Se il defunto mette a disposizione delle somme affinchè l'erede paghi il premio assicurativo la donazione è, invece, diretta.
Tale previsione si ritiene estendibile per via analogica al coniuge.

Ratio Legis

La collazione opera anche in relazione alle donazioni effettuate dal donante per far fronte ad esigenze particolari del donatario, in quanto queste sembrano costituire un'anticipazione di eredità.

Relazione al Codice Civile

(Relazione del Ministro Guardasigilli Dino Grandi al Codice Civile del 4 aprile 1942)

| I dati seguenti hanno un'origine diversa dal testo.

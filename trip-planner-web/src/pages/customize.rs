use crate::components::ui::day_card::DayCard;
use crate::components::ui::price_breakdown::PriceBreakdownPanel;
use crate::components::ui::sidebar_section::SidebarSection;
use crate::planner::{Bounds, Catalog, Category, DragPayload, DropTarget, TripSession};
use std::collections::BTreeSet;
use std::rc::Rc;
use yew::prelude::*;

#[derive(Properties, Clone)]
pub struct CustomizePageProps {
    pub session: Rc<TripSession>,
    pub catalog: Rc<Catalog>,
    pub collapsed_days: Rc<BTreeSet<u32>>,
    pub collapsed_sections: Rc<BTreeSet<Category>>,
    pub on_toggle_section: Callback<Category>,
    pub on_toggle_day: Callback<u32>,
    pub on_drag_start: Callback<DragPayload>,
    pub on_drag_end: Callback<()>,
    pub on_quick_add: Callback<DragPayload>,
    pub on_drag_over: Callback<DropTarget>,
    pub on_drag_leave: Callback<((f64, f64), Bounds)>,
    pub on_drop: Callback<(DropTarget, Option<DragPayload>)>,
    pub on_remove: Callback<DropTarget>,
    pub on_back: Callback<()>,
    pub on_next: Callback<()>,
}

impl PartialEq for CustomizePageProps {
    fn eq(&self, other: &Self) -> bool {
        Rc::ptr_eq(&self.session, &other.session)
            && Rc::ptr_eq(&self.catalog, &other.catalog)
            && self.collapsed_days == other.collapsed_days
            && self.collapsed_sections == other.collapsed_sections
    }
}

#[function_component(CustomizePage)]
pub fn customize_page(p: &CustomizePageProps) -> Html {
    let session = &p.session;
    let currency: AttrValue = session.config().currency.clone().into();
    let duration = session.days().duration();
    let highlight = session.drag().highlight();
    let pricing = session.pricing(&p.catalog);
    let on_back = {
        let cb = p.on_back.clone();
        Callback::from(move |_| cb.emit(()))
    };
    let on_next = {
        let cb = p.on_next.clone();
        Callback::from(move |_| cb.emit(()))
    };

    let sections = Category::ALL.iter().map(|category| {
        html! {
            <SidebarSection
                key={category.key()}
                category={*category}
                catalog={p.catalog.clone()}
                currency={currency.clone()}
                collapsed={p.collapsed_sections.contains(category)}
                on_toggle={p.on_toggle_section.clone()}
                on_drag_start={p.on_drag_start.clone()}
                on_drag_end={p.on_drag_end.clone()}
                on_quick_add={p.on_quick_add.clone()}
            />
        }
    });
    let day_cards = session.days().days().iter().map(|day| {
        let day_highlight = highlight
            .filter(|target| target.day == day.day)
            .map(|target| target.category);
        html! {
            <DayCard
                key={day.day}
                day={day.clone()}
                catalog={p.catalog.clone()}
                currency={currency.clone()}
                highlight={day_highlight}
                collapsed={p.collapsed_days.contains(&day.day)}
                on_toggle={p.on_toggle_day.clone()}
                on_drag_over={p.on_drag_over.clone()}
                on_drag_leave={p.on_drag_leave.clone()}
                on_drop={p.on_drop.clone()}
                on_remove={p.on_remove.clone()}
            />
        }
    });

    html! {
        <section class="panel step-panel" data-testid="customize-step">
            <header class="step-panel__header">
                <h2>{ format!("Customize Your {duration}-Day UAE Experience") }</h2>
                <p class="muted">
                    { "Drag and drop items from the sidebar to customize each day. Click on days to expand or collapse." }
                </p>
                <p class="tip">
                    <strong>{ "Pro Tip: " }</strong>
                    { "Drag items from the sidebar to any day card, or click the + button for quick add to the first available day." }
                </p>
            </header>
            <div class="customize-layout">
                <aside class="customize-layout__sidebar" aria-label="Available options">
                    { for sections }
                </aside>
                <div class="customize-layout__days">
                    if session.drag().is_dragging() {
                        <p class="drag-hint" role="status">
                            <strong>{ "Dragging: " }</strong>
                            { "Drop this item on any day card to add it to your itinerary" }
                        </p>
                    }
                    { for day_cards }
                </div>
            </div>
            <PriceBreakdownPanel pricing={pricing} currency={currency.clone()} />
            <div class="step-panel__actions">
                <button type="button" class="btn btn--outline" onclick={on_back}>{ "← Back" }</button>
                <button type="button" class="btn btn--primary" id="next-btn" onclick={on_next}>
                    { "View Detailed Itinerary →" }
                </button>
            </div>
        </section>
    }
}
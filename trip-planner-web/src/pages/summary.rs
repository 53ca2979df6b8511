use crate::components::modal::Modal;
use crate::components::ui::price_breakdown::PriceBreakdownPanel;
use crate::planner::{Category, TripSummary, render_text};
use std::rc::Rc;
use yew::prelude::*;

/// Simulated checkout on the summary step.
#[derive(Debug, Clone, Copy, Default, PartialEq, Eq)]
pub enum BookingStatus {
    #[default]
    Idle,
    Processing,
    Confirmed,
}

const IMPORTANT_NOTES: [&str; 4] = [
    "All prices are subject to availability and may change",
    "Cancellation policy applies as per terms and conditions",
    "Travel insurance is recommended",
    "Valid ID proof required for all travelers",
];

const PREVIEW_OPEN_ID: &str = "preview-open-btn";

#[derive(Properties, Clone)]
pub struct SummaryPageProps {
    pub summary: Rc<TripSummary>,
    pub booking: BookingStatus,
    pub show_preview: bool,
    pub on_back: Callback<()>,
    pub on_download: Callback<()>,
    pub on_preview: Callback<bool>,
    pub on_book: Callback<()>,
}

impl PartialEq for SummaryPageProps {
    fn eq(&self, other: &Self) -> bool {
        Rc::ptr_eq(&self.summary, &other.summary)
            && self.booking == other.booking
            && self.show_preview == other.show_preview
    }
}

/// Label of the checkout button for the current booking state.
#[must_use]
pub fn book_label(summary: &TripSummary, status: BookingStatus) -> String {
    match status {
        BookingStatus::Processing => "Processing...".to_string(),
        BookingStatus::Idle | BookingStatus::Confirmed => {
            format!("Book Now - {}", summary.format_amount(summary.pricing.total))
        }
    }
}

fn emit_unit(cb: &Callback<()>) -> Callback<MouseEvent> {
    let cb = cb.clone();
    Callback::from(move |_| cb.emit(()))
}

fn detail(label: &str, value: &str) -> Html {
    html! {
        <div class="detail-row">
            <dt>{ label.to_string() }</dt>
            <dd>{ value.to_string() }</dd>
        </div>
    }
}

fn confirmed_view(p: &SummaryPageProps) -> Html {
    html! {
        <section class="panel booking-confirmed" data-testid="booking-confirmed" aria-live="polite">
            <h2>{ "Booking Confirmed! 🎉" }</h2>
            <p>
                { "Your dream trip has been booked successfully. You'll receive a confirmation email shortly." }
            </p>
            <button type="button" class="btn btn--primary" onclick={emit_unit(&p.on_download)}>
                { "Download Your Itinerary" }
            </button>
            <p class="muted">{ format!("Booking Reference: {}", p.summary.booking_reference) }</p>
        </section>
    }
}

fn customizations(summary: &TripSummary) -> Html {
    html! {
        <div class="summary-days">
            { for summary.days.iter().map(|day| html! {
                <article class="summary-day" key={day.day}>
                    <h4>{ format!("Day {}", day.day) }</h4>
                    { for Category::ALL.iter().map(|category| html! {
                        <p>
                            <span aria-hidden="true">{ category.fallback_icon() }</span>
                            <strong>{ format!(" {}: ", category.label()) }</strong>
                            {
                                match day.name(*category) {
                                    Some(name) => html! { <span>{ name.to_string() }</span> },
                                    None => html! { <span class="muted">{ "Not selected" }</span> },
                                }
                            }
                        </p>
                    }) }
                </article>
            }) }
        </div>
    }
}

fn preview(p: &SummaryPageProps) -> Html {
    let on_close = {
        let cb = p.on_preview.clone();
        Callback::from(move |()| cb.emit(false))
    };
    let body = match render_text(&p.summary) {
        Ok(text) => html! { <pre class="summary-preview">{ text }</pre> },
        Err(err) => html! { <p class="error" role="alert">{ err.to_string() }</p> },
    };
    html! {
        <Modal
            open={p.show_preview}
            title={AttrValue::from("Trip Summary Preview")}
            description={Some(AttrValue::from(p.summary.export_filename()))}
            return_focus_id={Some(AttrValue::from(PREVIEW_OPEN_ID))}
            on_close={on_close}
        >
            { body }
            <button type="button" class="btn btn--primary" onclick={emit_unit(&p.on_download)}>
                { "Download" }
            </button>
        </Modal>
    }
}

#[function_component(SummaryPage)]
pub fn summary_page(p: &SummaryPageProps) -> Html {
    if p.booking == BookingStatus::Confirmed {
        return confirmed_view(p);
    }
    let summary = &p.summary;
    let processing = p.booking == BookingStatus::Processing;
    let open_preview = {
        let cb = p.on_preview.clone();
        Callback::from(move |_| cb.emit(true))
    };

    html! {
        <section class="panel step-panel" data-testid="summary-step">
            <header class="step-panel__header">
                <h2>{ "Trip Summary & Confirmation" }</h2>
                <p class="muted">{ summary.title.clone() }</p>
            </header>
            <div class="summary-grid">
                <section aria-label="Traveler">
                    <h3>{ "Traveler" }</h3>
                    <dl>
                        { detail("Full Name", &summary.traveler) }
                        { detail("Departure City", &summary.origin) }
                        { detail("Journey Month", &summary.month) }
                    </dl>
                </section>
                <section aria-label="Trip Details">
                    <h3>{ "Trip Details" }</h3>
                    <dl>
                        { detail("Duration", &format!("{} days", summary.duration)) }
                        { detail("Budget Range", &summary.budget) }
                        { detail("Travelers", &summary.travelers) }
                        { detail("Destination", &summary.destination) }
                    </dl>
                </section>
            </div>
            <section aria-label="Your Customizations">
                <h3>{ "Your Customizations" }</h3>
                { customizations(summary) }
            </section>
            <PriceBreakdownPanel
                pricing={summary.pricing}
                currency={AttrValue::from(summary.currency.clone())}
            />
            <section aria-label="Itinerary Overview">
                <h3>{ "Itinerary Overview" }</h3>
                <ol class="itinerary-overview">
                    { for summary.itinerary.iter().map(|day| html! {
                        <li key={day.day}>
                            <strong>{ format!("Day {} - {}", day.day, day.city) }</strong>
                            <span class="muted">{ format!(" Travel: {}", day.travel_time) }</span>
                        </li>
                    }) }
                </ol>
            </section>
            <section aria-label="Highlights">
                <h3>{ "Highlights" }</h3>
                if summary.highlights.is_empty() {
                    <p class="muted">{ "No custom highlights selected." }</p>
                } else {
                    <ul>
                        { for summary.highlights.iter().map(|highlight| html! { <li>{ highlight.clone() }</li> }) }
                    </ul>
                }
            </section>
            <aside class="notes" aria-label="Important Notes">
                <h4>{ "Important Notes" }</h4>
                <ul>
                    { for IMPORTANT_NOTES.iter().map(|note| html! { <li>{ *note }</li> }) }
                </ul>
            </aside>
            <div class="step-panel__actions">
                <button type="button" class="btn btn--outline" onclick={emit_unit(&p.on_back)} disabled={processing}>
                    { "← Back to Customize" }
                </button>
                <button type="button" class="btn btn--outline" id={PREVIEW_OPEN_ID} onclick={open_preview}>
                    { "Preview & Download" }
                </button>
                <button
                    type="button"
                    class="btn btn--primary"
                    data-testid="book-now"
                    disabled={processing}
                    aria-busy={processing.to_string()}
                    onclick={emit_unit(&p.on_book)}
                >
                    { book_label(summary, p.booking) }
                </button>
            </div>
            { preview(p) }
        </section>
    }
}
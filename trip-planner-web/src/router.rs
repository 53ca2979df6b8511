use crate::planner::WizardStep;
use yew_router::prelude::*;

#[derive(Clone, Debug, Routable, PartialEq, Eq)]
pub enum Route {
    #[at("/")]
    Home,
    #[at("/customize")]
    Customize,
    #[at("/suggestions")]
    Suggestions,
    #[at("/itinerary")]
    Itinerary,
    #[at("/summary")]
    Summary,
    #[at("/404")]
    #[not_found]
    NotFound,
}

impl Route {
    #[must_use]
    pub const fn from_step(step: WizardStep) -> Self {
        match step {
            WizardStep::UserInfo => Self::Home,
            WizardStep::Customize => Self::Customize,
            WizardStep::AiSuggestions => Self::Suggestions,
            WizardStep::Itinerary => Self::Itinerary,
            WizardStep::Summary => Self::Summary,
        }
    }

    #[must_use]
    pub const fn to_step(&self) -> Option<WizardStep> {
        match self {
            Self::Home => Some(WizardStep::UserInfo),
            Self::Customize => Some(WizardStep::Customize),
            Self::Suggestions => Some(WizardStep::AiSuggestions),
            Self::Itinerary => Some(WizardStep::Itinerary),
            Self::Summary => Some(WizardStep::Summary),
            Self::NotFound => None,
        }
    }
}

#[cfg(test)]
mod tests {
    use super::*;

    #[test]
    fn every_step_round_trips_through_its_route() {
        let steps = [
            WizardStep::UserInfo,
            WizardStep::Customize,
            WizardStep::AiSuggestions,
            WizardStep::Itinerary,
            WizardStep::Summary,
        ];
        for step in steps {
            assert_eq!(Route::from_step(step).to_step(), Some(step));
        }
        assert!(Route::NotFound.to_step().is_none());
    }

    #[test]
    fn paths_match_step_names() {
        assert_eq!(Route::Home.to_path(), "/");
        assert_eq!(Route::Suggestions.to_path(), "/suggestions");
        assert_eq!(Route::recognize("/summary"), Some(Route::Summary));
    }
}
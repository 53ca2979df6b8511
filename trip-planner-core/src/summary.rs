//! Trip summary, plain-text export and booking reference.
use crate::catalog::{Catalog, Category};
use crate::error::ExportError;
use crate::itinerary::DayActivity;
use crate::pricing::{PriceBreakdown, day_total, format_currency};
use crate::session::TripSession;
use once_cell::sync::Lazy;
use rand::{Rng, SeedableRng};
use rand_chacha::ChaCha20Rng;
use regex::Regex;
use serde::{Deserialize, Serialize};
use std::fmt::Write as _;
use std::hash::Hasher;
use twox_hash::XxHash64;

pub const DEFAULT_TRIP_TITLE: &str = "UAE Trip";
const NOT_SELECTED: &str = "Not selected";
const REFERENCE_ALPHABET: &[u8; 36] = b"0123456789ABCDEFGHIJKLMNOPQRSTUVWXYZ";
const REFERENCE_LEN: usize = 9;

static WHITESPACE_RUN: Lazy<Option<Regex>> = Lazy::new(|| Regex::new(r"\s+").ok());

/// One day of the customization table with names resolved.
#[derive(Debug, Clone, PartialEq, Eq, Serialize, Deserialize)]
pub struct ResolvedDay {
    pub day: u32,
    pub hotel: Option<String>,
    pub transport: Option<String>,
    pub attraction: Option<String>,
    pub total: i64,
}

impl ResolvedDay {
    #[must_use]
    pub fn name(&self, category: Category) -> Option<&str> {
        match category {
            Category::Hotel => self.hotel.as_deref(),
            Category::Transport => self.transport.as_deref(),
            Category::Attraction => self.attraction.as_deref(),
        }
    }
}

#[derive(Debug, Clone, PartialEq, Serialize, Deserialize)]
pub struct TripSummary {
    pub traveler: String,
    pub origin: String,
    pub month: String,
    pub budget: String,
    pub travelers: String,
    pub destination: String,
    pub title: String,
    pub duration: u32,
    pub cities: Vec<String>,
    pub currency: String,
    pub pricing: PriceBreakdown,
    pub highlights: Vec<String>,
    pub itinerary: Vec<DayActivity>,
    pub days: Vec<ResolvedDay>,
    pub booking_reference: String,
}

impl TripSummary {
    #[must_use]
    pub fn export_filename(&self) -> String {
        export_filename(Some(&self.title))
    }

    #[must_use]
    pub fn format_amount(&self, amount: f64) -> String {
        format_currency(&self.currency, amount)
    }
}

#[must_use]
pub fn build_summary(session: &TripSession, catalog: &Catalog) -> TripSummary {
    let info = session.user_info();
    let plan = session.selected_plan();
    let cities = plan.map(|plan| plan.cities.clone()).unwrap_or_default();

    let highlights = match plan {
        Some(plan) => plan.highlights.clone(),
        None => custom_highlights(session, catalog),
    };

    let days = session
        .days()
        .days()
        .iter()
        .map(|day| ResolvedDay {
            day: day.day,
            hotel: resolve_name(catalog, Category::Hotel, day.slot(Category::Hotel)),
            transport: resolve_name(catalog, Category::Transport, day.slot(Category::Transport)),
            attraction: resolve_name(catalog, Category::Attraction, day.slot(Category::Attraction)),
            total: day_total(catalog, day),
        })
        .collect();

    TripSummary {
        traveler: info.name.trim().to_string(),
        origin: info.origin_label().to_string(),
        month: info.month.clone(),
        budget: info.budget.clone(),
        travelers: info.travelers_label(),
        destination: destination_label(&cities),
        title: plan.map_or_else(|| DEFAULT_TRIP_TITLE.to_string(), |plan| plan.title.clone()),
        duration: plan.map_or(info.duration, |plan| plan.duration),
        cities,
        currency: session.config().currency.clone(),
        pricing: session.pricing(catalog),
        highlights,
        itinerary: session.itinerary().to_vec(),
        days,
        booking_reference: booking_reference(session_fingerprint(session)),
    }
}

fn resolve_name(catalog: &Catalog, category: Category, id: Option<&str>) -> Option<String> {
    catalog.resolve(category, id).map(|item| item.name.clone())
}

/// `"UAE: Dubai → Abu Dhabi"`, or just `"UAE"` without cities.
#[must_use]
pub fn destination_label(cities: &[String]) -> String {
    if cities.is_empty() {
        "UAE".to_string()
    } else {
        format!("UAE: {}", cities.join(" → "))
    }
}

/// Distinct hotels, then transports, then attractions, in first-selected order.
#[must_use]
pub fn custom_highlights(session: &TripSession, catalog: &Catalog) -> Vec<String> {
    Category::ALL
        .into_iter()
        .flat_map(|category| {
            session
                .days()
                .distinct_ids(category)
                .into_iter()
                .filter_map(move |id| catalog.find(category, id))
                .map(crate::catalog::CatalogItem::highlight)
        })
        .collect()
}

/// Title with whitespace runs dashed, plus `-itinerary.txt`.
#[must_use]
pub fn export_filename(title: Option<&str>) -> String {
    let title = title
        .map(str::trim)
        .filter(|title| !title.is_empty())
        .unwrap_or(DEFAULT_TRIP_TITLE);
    let dashed = WHITESPACE_RUN.as_ref().map_or_else(
        || title.split_whitespace().collect::<Vec<_>>().join("-"),
        |re| re.replace_all(title, "-").into_owned(),
    );
    format!("{dashed}-itinerary.txt")
}

/// Plain-text document offered for download.
///
/// # Errors
///
/// Returns [`ExportError::EmptyItinerary`] when no itinerary has been derived.
pub fn render_text(summary: &TripSummary) -> Result<String, ExportError> {
    if summary.itinerary.is_empty() {
        return Err(ExportError::EmptyItinerary);
    }
    write_document(summary).map_err(|err| ExportError::Generation(err.to_string()))
}

fn write_document(summary: &TripSummary) -> Result<String, std::fmt::Error> {
    let mut out = String::new();
    writeln!(out, "TRIP SUMMARY")?;
    writeln!(out, "============")?;
    writeln!(out)?;
    writeln!(out, "Traveler: {}", summary.traveler)?;
    writeln!(out, "Departure: {}", summary.origin)?;
    writeln!(out, "Journey Month: {}", summary.month)?;
    writeln!(out, "Budget Range: {}", summary.budget)?;
    writeln!(out, "Travelers: {}", summary.travelers)?;
    writeln!(out, "Trip: {}", summary.title)?;
    writeln!(out, "Duration: {} days", summary.duration)?;
    writeln!(out, "Destination: {}", summary.destination)?;
    writeln!(out, "Subtotal: {}", summary.format_amount(summary.pricing.subtotal))?;
    writeln!(
        out,
        "Commission (10%): {}",
        summary.format_amount(summary.pricing.commission)
    )?;
    writeln!(out, "Total Cost: {}", summary.format_amount(summary.pricing.total))?;
    writeln!(out, "Booking Reference: {}", summary.booking_reference)?;

    writeln!(out)?;
    writeln!(out, "ITINERARY")?;
    writeln!(out, "=========")?;
    for day in &summary.itinerary {
        writeln!(out)?;
        writeln!(out, "Day {} - {}", day.day, day.city)?;
        for activity in &day.activities {
            writeln!(out, "• {activity}")?;
        }
    }

    writeln!(out)?;
    writeln!(out, "CUSTOMIZATIONS")?;
    writeln!(out, "==============")?;
    for day in &summary.days {
        let slots: Vec<String> = Category::ALL
            .iter()
            .map(|category| {
                format!(
                    "{}: {}",
                    category.label(),
                    day.name(*category).unwrap_or(NOT_SELECTED)
                )
            })
            .collect();
        writeln!(out, "Day {}: {}", day.day, slots.join(" | "))?;
    }

    if !summary.highlights.is_empty() {
        writeln!(out)?;
        writeln!(out, "HIGHLIGHTS")?;
        writeln!(out, "==========")?;
        for highlight in &summary.highlights {
            writeln!(out, "• {highlight}")?;
        }
    }
    Ok(out)
}

/// Stable hash of the traveler details and selections.
#[must_use]
pub fn session_fingerprint(session: &TripSession) -> u64 {
    let mut hasher = XxHash64::with_seed(0);
    let bytes = serde_json::to_vec(&(session.user_info(), session.days(), session.selected_plan()))
        .unwrap_or_default();
    hasher.write(&bytes);
    hasher.finish()
}

/// `#TRP` followed by nine uppercase base-36 characters drawn from `seed`.
#[must_use]
pub fn booking_reference(seed: u64) -> String {
    let mut rng = ChaCha20Rng::seed_from_u64(seed);
    let code: String = (0..REFERENCE_LEN)
        .map(|_| char::from(REFERENCE_ALPHABET[rng.gen_range(0..REFERENCE_ALPHABET.len())]))
        .collect();
    format!("#TRP{code}")
}

#[cfg(test)]
mod tests {
    use super::*;
    use crate::config::PlannerConfig;
    use crate::suggestions::mock_plans;
    use crate::wizard::WizardFlow;

    fn catalog() -> Catalog {
        Catalog::load_embedded().unwrap()
    }

    fn customized_session(catalog: &Catalog) -> TripSession {
        let mut session = TripSession::new(WizardFlow::Customize, PlannerConfig::default());
        session.update_user_info(|info| {
            info.name = "  Layla ".into();
            info.budget = "AED 5,000 - AED 15,000".into();
            info.origin = "doha".into();
            info.month = "May".into();
            info.duration = 3;
            info.children = 1;
        });
        session.next(catalog).unwrap();
        session.set_slot(1, Category::Hotel, "hotel-rak-inn");
        session.set_slot(2, Category::Hotel, "hotel-rak-inn");
        session.set_slot(2, Category::Transport, "basic");
        session.set_slot(3, Category::Attraction, "burj-khalifa");
        session.next(catalog).unwrap();
        session.next(catalog).unwrap();
        session
    }

    #[test]
    fn summary_resolves_labels_and_highlights() {
        let catalog = catalog();
        let summary = customized_session(&catalog).summary(&catalog);
        assert_eq!(summary.traveler, "Layla");
        assert_eq!(summary.origin, "Doha, Qatar");
        assert_eq!(summary.travelers, "2 Adults, 1 Child");
        assert_eq!(summary.budget, "AED 5,000 - AED 15,000");
        assert_eq!(summary.destination, "UAE");
        assert_eq!(summary.title, "UAE Trip");
        assert_eq!(
            summary.highlights,
            vec![
                "RAK Inn 3★ – Free Wi-Fi, Breakfast included".to_string(),
                "Basic Sedan – Up to 3 passengers, Air conditioned".to_string(),
                "Burj Khalifa – Top Deck – Observation deck, Skip-the-line entry".to_string(),
            ]
        );
        assert_eq!(summary.days[1].total, 450);
        assert!((summary.pricing.subtotal - 879.0).abs() < 1e-9);
    }

    #[test]
    fn text_export_lists_days_and_slots() {
        let catalog = catalog();
        let summary = customized_session(&catalog).summary(&catalog);
        let text = render_text(&summary).unwrap();
        assert!(text.starts_with("TRIP SUMMARY\n"));
        assert!(text.contains("Day 1 - UAE\n• Hotel: RAK Inn 3★\n"));
        assert!(text.contains("Day 3: Hotel: Not selected | Transport: Not selected | Attraction: Burj Khalifa – Top Deck"));
        assert!(text.contains("Total Cost: AED 966.90"));
        assert_eq!(summary.export_filename(), "UAE-Trip-itinerary.txt");
    }

    #[test]
    fn export_requires_an_itinerary() {
        let catalog = catalog();
        let summary = TripSession::default().summary(&catalog);
        assert!(matches!(render_text(&summary), Err(ExportError::EmptyItinerary)));
    }

    #[test]
    fn filenames_dash_whitespace_runs() {
        assert_eq!(export_filename(Some("UAE  Grand\tTour")), "UAE-Grand-Tour-itinerary.txt");
        assert_eq!(export_filename(None), "UAE-Trip-itinerary.txt");
        assert_eq!(export_filename(Some("   ")), "UAE-Trip-itinerary.txt");
    }

    #[test]
    fn plan_summary_uses_plan_details() {
        let catalog = catalog();
        let mut session = TripSession::new(WizardFlow::AiSuggestions, PlannerConfig::default());
        let plan = mock_plans(session.user_info()).remove(1);
        session.select_plan(plan);
        let summary = session.summary(&catalog);
        assert_eq!(summary.destination, "UAE: Dubai → Abu Dhabi → Ras Al Khaimah");
        assert_eq!(summary.export_filename(), "UAE-Grand-Tour-itinerary.txt");
        assert_eq!(summary.highlights.len(), 5);
    }

    #[test]
    fn booking_reference_is_seeded() {
        let reference = booking_reference(42);
        assert_eq!(reference, booking_reference(42));
        assert_ne!(reference, booking_reference(43));
        assert!(reference.starts_with("#TRP"));
        let code = &reference[4..];
        assert_eq!(code.len(), 9);
        assert!(code.chars().all(|c| c.is_ascii_digit() || c.is_ascii_uppercase()));
    }
}
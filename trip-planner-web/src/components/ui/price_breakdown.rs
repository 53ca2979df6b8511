use crate::planner::{PriceBreakdown, format_currency, format_price};
use yew::prelude::*;

#[derive(Properties, PartialEq, Clone)]
pub struct Props {
    pub pricing: PriceBreakdown,
    pub currency: AttrValue,
}

#[function_component(PriceBreakdownPanel)]
pub fn price_breakdown_panel(p: &Props) -> Html {
    let amount = |value: f64| format_currency(&p.currency, value);
    let base = (p.pricing.base_budget > 0).then(|| {
        html! {
            <div class="price-row">
                <dt>{ "Plan budget" }</dt>
                <dd>{ format_price(&p.currency, p.pricing.base_budget) }</dd>
            </div>
        }
    });
    html! {
        <section class="price-breakdown" aria-label="Price breakdown">
            <h3>{ "💰 Price Breakdown" }</h3>
            <dl>
                { base.unwrap_or_default() }
                <div class="price-row">
                    <dt>{ "Subtotal" }</dt>
                    <dd>{ amount(p.pricing.subtotal) }</dd>
                </div>
                <div class="price-row">
                    <dt>{ "Commission (10%)" }</dt>
                    <dd>{ amount(p.pricing.commission) }</dd>
                </div>
                <div class="price-row price-row--total">
                    <dt>{ "Total" }</dt>
                    <dd data-testid="price-total">{ amount(p.pricing.total) }</dd>
                </div>
            </dl>
        </section>
    }
}
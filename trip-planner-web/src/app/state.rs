use crate::pages::summary::BookingStatus;
use crate::planner::{Catalog, Category, TransitionError, TripPlan, TripSession, WizardFlow};
use std::cell::RefCell;
use std::collections::BTreeSet;
use std::rc::Rc;
use yew::prelude::*;

#[derive(Clone)]
pub struct AppState {
    pub session: UseStateHandle<TripSession>,
    pub catalog: Rc<Catalog>,
    /// Rejected transition awaiting acknowledgement
    pub prompt: UseStateHandle<Option<TransitionError>>,
    pub suggestion_progress: UseStateHandle<u8>,
    /// Ticket of the suggestion timer allowed to complete; cleared on cancel
    pub live_ticket: Rc<RefCell<Option<u64>>>,
    /// Plans delivered by the timer, merged into the current session on the next render
    pub arrived_plans: UseStateHandle<Option<(u64, Vec<TripPlan>)>>,
    pub collapsed_days: UseStateHandle<BTreeSet<u32>>,
    pub collapsed_sections: UseStateHandle<BTreeSet<Category>>,
    pub booking: UseStateHandle<BookingStatus>,
    pub show_preview: UseStateHandle<bool>,
}

#[hook]
pub fn use_app_state() -> AppState {
    AppState {
        session: use_state(|| crate::planner::new_session(WizardFlow::default())),
        catalog: use_memo((), |()| crate::planner::load_planner().0),
        prompt: use_state(|| None::<TransitionError>),
        suggestion_progress: use_state(|| 0_u8),
        live_ticket: use_mut_ref(|| None::<u64>),
        arrived_plans: use_state(|| None),
        collapsed_days: use_state(BTreeSet::<u32>::new),
        collapsed_sections: use_state(BTreeSet::<Category>::new),
        booking: use_state(BookingStatus::default),
        show_preview: use_state(|| false),
    }
}

impl AppState {
    /// Forget any pending suggestion timer so its result is dropped.
    pub fn cancel_live_ticket(&self) {
        self.live_ticket.borrow_mut().take();
    }

    #[must_use]
    pub fn is_live_ticket(&self, ticket: u64) -> bool {
        *self.live_ticket.borrow() == Some(ticket)
    }
}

Massime relative all'art. 741 Codice Civile

C. Conti n. 29583/2021

L'obbligo di collazione previsto dall'art. 741 c.c. relativamente a ciò che il defunto ha speso a favore dei suoi discendenti, per soddisfare, tra l'altro, premi relativi a contratti sulla vita a loro favore, riguarda tanto l'ipotesi dell'assicurazione stipulata dal discendente sulla propria vita, "sub specie" di pagamento del debito altrui, quanto quella di assicurazione sulla vita del discendente (o del "de cuius"), che rientra nello schema della donazione indiretta, quale contratto a favore di terzo. Peraltro, giacché il capitale assicurato può rivelarsi, di fatto, inferiore ai premi - che costituiscono, in linea di principio, l'oggetto del conferimento ex art. 2923, comma 2, c.c. - l'obbligo di collazione va precisato nel senso che, indipendentemente dalla natura cd. tradizionale o finanziaria della polizza, il conseguente conferimento riguarda la minore somma tra l'ammontare dei premi pagati ed il capitale, non potendo la collazione avere ad oggetto che il vantaggio conseguito dal beneficiario (o dai suoi discendenti), sul quale grava l'onere della relativa prova.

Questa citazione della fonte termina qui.